(Beginning of Entries supplied)

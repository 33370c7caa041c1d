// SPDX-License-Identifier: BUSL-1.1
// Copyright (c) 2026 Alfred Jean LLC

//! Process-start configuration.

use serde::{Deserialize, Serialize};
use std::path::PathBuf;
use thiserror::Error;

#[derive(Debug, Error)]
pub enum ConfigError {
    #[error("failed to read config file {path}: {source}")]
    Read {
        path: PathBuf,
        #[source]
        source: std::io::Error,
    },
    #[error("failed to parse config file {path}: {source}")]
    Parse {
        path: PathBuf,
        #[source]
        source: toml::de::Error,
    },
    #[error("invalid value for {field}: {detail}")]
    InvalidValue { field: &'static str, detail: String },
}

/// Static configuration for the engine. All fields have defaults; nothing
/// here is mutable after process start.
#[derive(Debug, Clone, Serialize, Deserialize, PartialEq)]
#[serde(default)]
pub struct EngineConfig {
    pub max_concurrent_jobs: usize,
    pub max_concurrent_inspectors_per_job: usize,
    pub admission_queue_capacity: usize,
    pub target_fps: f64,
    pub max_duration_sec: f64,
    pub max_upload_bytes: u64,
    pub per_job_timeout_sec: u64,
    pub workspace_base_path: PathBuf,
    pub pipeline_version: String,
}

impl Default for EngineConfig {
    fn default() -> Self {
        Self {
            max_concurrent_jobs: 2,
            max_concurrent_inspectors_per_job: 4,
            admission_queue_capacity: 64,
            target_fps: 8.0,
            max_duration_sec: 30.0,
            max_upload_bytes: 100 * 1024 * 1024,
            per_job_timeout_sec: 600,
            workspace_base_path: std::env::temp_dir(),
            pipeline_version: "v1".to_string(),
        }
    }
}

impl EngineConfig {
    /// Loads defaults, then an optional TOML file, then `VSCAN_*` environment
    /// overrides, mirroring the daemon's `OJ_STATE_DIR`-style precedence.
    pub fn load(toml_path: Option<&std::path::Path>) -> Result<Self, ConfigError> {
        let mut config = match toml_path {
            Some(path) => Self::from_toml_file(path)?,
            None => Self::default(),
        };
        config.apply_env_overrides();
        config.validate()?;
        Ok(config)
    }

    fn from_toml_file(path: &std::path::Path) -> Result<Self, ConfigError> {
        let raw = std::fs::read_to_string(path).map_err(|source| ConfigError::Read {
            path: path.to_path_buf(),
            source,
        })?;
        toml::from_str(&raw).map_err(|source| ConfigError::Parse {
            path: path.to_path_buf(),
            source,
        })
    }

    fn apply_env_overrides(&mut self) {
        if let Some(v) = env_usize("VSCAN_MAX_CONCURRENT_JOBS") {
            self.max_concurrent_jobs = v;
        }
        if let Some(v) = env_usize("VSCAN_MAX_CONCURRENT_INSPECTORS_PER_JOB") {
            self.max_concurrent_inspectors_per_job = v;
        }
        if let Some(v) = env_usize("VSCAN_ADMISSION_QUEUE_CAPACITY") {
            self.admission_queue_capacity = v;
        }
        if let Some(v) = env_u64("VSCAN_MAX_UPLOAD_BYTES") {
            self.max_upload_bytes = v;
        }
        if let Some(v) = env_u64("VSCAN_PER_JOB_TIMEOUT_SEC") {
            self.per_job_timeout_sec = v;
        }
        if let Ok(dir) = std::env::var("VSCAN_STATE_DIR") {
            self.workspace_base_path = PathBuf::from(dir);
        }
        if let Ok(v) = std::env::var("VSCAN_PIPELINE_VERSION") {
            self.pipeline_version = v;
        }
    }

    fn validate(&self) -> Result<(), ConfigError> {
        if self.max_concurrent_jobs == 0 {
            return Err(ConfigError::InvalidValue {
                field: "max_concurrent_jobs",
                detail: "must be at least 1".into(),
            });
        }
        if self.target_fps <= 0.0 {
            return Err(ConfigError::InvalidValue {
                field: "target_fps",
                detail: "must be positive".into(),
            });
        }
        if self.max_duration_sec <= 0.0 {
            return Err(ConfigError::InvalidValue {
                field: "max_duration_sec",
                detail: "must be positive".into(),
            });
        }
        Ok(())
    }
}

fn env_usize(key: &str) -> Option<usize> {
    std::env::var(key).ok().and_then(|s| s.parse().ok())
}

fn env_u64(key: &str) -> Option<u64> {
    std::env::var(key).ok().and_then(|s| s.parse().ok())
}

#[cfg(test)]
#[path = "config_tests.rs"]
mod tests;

(End of Entries supplied)

Look over the listing above. Pick out and copy every line that includes "impl".

= Response =
impl Default for EngineConfig {
impl EngineConfig {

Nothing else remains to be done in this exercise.